Consumer Responses to Reference Pricing for Laboratory Services

Tuesday, June 14, 2016: 9:10 AM
Robertson Hall (Huntsman Hall)

Author(s): Christopher Whaley; Timothy Brown; James C Robinson

Discussant: Meredith Rosenthal

Reference pricing programs, which impose targeted cost-sharing for “shoppable” services (non-emergency services where a patient can make a discrete choice of provider separate from other services), have been used by employers and insurers to incentivize patients to receive care from low-priced providers. Consumer responses to reference pricing programs have been evaluated for inpatient and outpatient surgical services (Robinson et al 2013, Robinson et al 2015) but little evidence exists on how consumers respond to reference pricing for lower-cost and more common services. We evaluate the effects of a reference pricing program applied to common diagnostic laboratory tests implemented by a large, self-insured employer in 2011 and expanded 2013.

To evaluate the program, we combine 2009-2013 medical claims data on all covered employees and dependents from the employer with 2009-2013 claims data on enrollees in a large national health plan, which did not implement reference pricing during this period. We use an event-study approach to examine the effects on the program on consumer choice of provider, per-service prices, and both consumer and insurer spending per test.

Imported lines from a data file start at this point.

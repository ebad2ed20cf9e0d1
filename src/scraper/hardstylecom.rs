use std::collections::HashSet;

use ::scraper::Html;
use async_trait::async_trait;
use chrono::NaiveDate;

use crate::{
    error::ScrapeError,
    info,
    types::{Genre, TrackRecord},
    utils::{compose_title, parse_source_date},
};

use super::{
    CutoffDecision, CutoffPolicy, PageFetcher, SiteAdapter, dedup, element_text, extract_artist,
    selector,
};

pub const BASE_URL: &str = "https://hardstyle.com";
pub const PAGE_COUNT: u32 = 4;
const DATE_FORMAT: &str = "%d.%m.%Y";
const CUTOFF: CutoffPolicy = CutoffPolicy::SkipOlder;

/// One row of a hardstyle.com track listing page.
#[derive(Debug, Clone, PartialEq, Eq)]
pub struct ListingEntry {
    pub detail_path: String,
    pub title: String,
    pub qualifier: Option<String>,
    pub artist: String,
}

/// Adapter for the paginated track listing of hardstyle.com.
///
/// The listing pages carry no dates, so every entry's detail page is
/// fetched for its release date. Entries older than the cutoff are skipped
/// one by one, the listing is not assumed to be sorted.
pub struct HardstyleDotCom<F> {
    fetcher: F,
    genre: Genre,
    pages: u32,
}

impl<F: PageFetcher> HardstyleDotCom<F> {
    pub fn new(fetcher: F) -> Self {
        Self {
            fetcher,
            genre: Genre::Hardstyle,
            pages: PAGE_COUNT,
        }
    }

    pub fn with_genre(mut self, genre: Genre) -> Self {
        self.genre = genre;
        self
    }

    pub fn listing_url(&self, page: u32) -> String {
        match self.genre.query_value() {
            Some(genre) => format!("{BASE_URL}/en/tracks?page={page}&genre={genre}"),
            None => format!("{BASE_URL}/en/tracks?page={page}"),
        }
    }

    pub fn detail_url(path: &str) -> String {
        if path.starts_with("http://") || path.starts_with("https://") {
            path.to_string()
        } else {
            format!("{BASE_URL}{path}")
        }
    }
}

#[async_trait]
impl<F: PageFetcher> SiteAdapter for HardstyleDotCom<F> {
    fn name(&self) -> &'static str {
        "hardstyle.com"
    }

    async fn fetch_tracks(
        &self,
        from_date: NaiveDate,
    ) -> Result<HashSet<TrackRecord>, ScrapeError> {
        let mut tracks = Vec::new();

        info!("Fetching tracks from {}...", self.name());
        for page in 1..=self.pages {
            info!("Fetching tracks, page {}", page);
            let listing = self.fetcher.fetch(&self.listing_url(page)).await?;
            let entries = parse_listing(&listing)?;

            for entry in entries {
                let detail = self
                    .fetcher
                    .fetch(&Self::detail_url(&entry.detail_path))
                    .await?;
                let release_date = parse_detail_date(&detail)?;

                match CUTOFF.decide(release_date, from_date) {
                    CutoffDecision::Keep => {}
                    CutoffDecision::Skip => {
                        log::debug!("Skipping {} from {}", entry.title, release_date);
                        continue;
                    }
                    CutoffDecision::Stop => break,
                }

                let title = compose_title(&entry.title, entry.qualifier.as_deref());
                tracks.push(
                    TrackRecord::new(title, entry.artist)
                        .with_release_date(release_date)
                        .with_genre(self.genre),
                );
            }
        }

        let tracks = dedup(tracks);
        info!(
            "Fetched a total of {} entries from {}",
            tracks.len(),
            self.name()
        );
        Ok(tracks)
    }
}

/// Extracts the entries of one listing page.
///
/// Each `div.trackContent` holds up to two `a.linkTitle` links: the first
/// points at the detail page and carries the title, the optional second one
/// carries the mix qualifier.
pub fn parse_listing(html: &str) -> Result<Vec<ListingEntry>, ScrapeError> {
    let document = Html::parse_document(html);
    let entry_selector = selector("div.trackContent")?;
    let link_selector = selector("a.linkTitle")?;

    let mut entries = Vec::new();
    for (index, entry) in document.select(&entry_selector).enumerate() {
        let context = format!("hardstyle.com listing entry #{}", index + 1);
        let mut links = entry.select(&link_selector);

        let track_link = links.next().ok_or_else(|| ScrapeError::MissingField {
            field: "track link",
            context: context.clone(),
        })?;
        let detail_path = track_link
            .value()
            .attr("href")
            .ok_or_else(|| ScrapeError::MissingField {
                field: "track link href",
                context: context.clone(),
            })?
            .trim()
            .to_string();
        let title = track_link
            .value()
            .attr("title")
            .map(|t| t.trim().to_string())
            .filter(|t| !t.is_empty())
            .ok_or_else(|| ScrapeError::MissingField {
                field: "track title",
                context: context.clone(),
            })?;
        let qualifier = links
            .next()
            .and_then(|link| link.value().attr("title"))
            .map(|t| t.trim().to_string());

        let artist = extract_artist(&entry, "span.artists", "a.highlight")?;

        entries.push(ListingEntry {
            detail_path,
            title,
            qualifier,
            artist,
        });
    }

    Ok(entries)
}

/// Release date shown on a track detail page (`span.date`, `dd.mm.yyyy`).
pub fn parse_detail_date(html: &str) -> Result<NaiveDate, ScrapeError> {
    let document = Html::parse_document(html);
    let date_selector = selector("span.date")?;

    let date = document
        .select(&date_selector)
        .next()
        .map(|e| element_text(&e))
        .ok_or_else(|| ScrapeError::MissingField {
            field: "release date",
            context: "hardstyle.com track detail page".to_string(),
        })?;

    parse_source_date(&date, DATE_FORMAT)
}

We find that the program leads to an approximately 20% shift in consumer demand from high-priced to low-priced laboratories. As consumers shift demand, the average price paid per test decreases by 32%. This reduction translates into a $10.8 reduction in total per-test spending. Instead of simply shifting costs to consumers, we find that the total reduction in per-procedure spending is split roughly 40%-60% between consumers and insurers. Average per-test spending by consumers decreases by $4.6 and by $7.1 for the employer. Our results imply that targeted cost-sharing for easily substitutable services spurs consumer price-shopping and leads to changes in consumer purchasing decisions.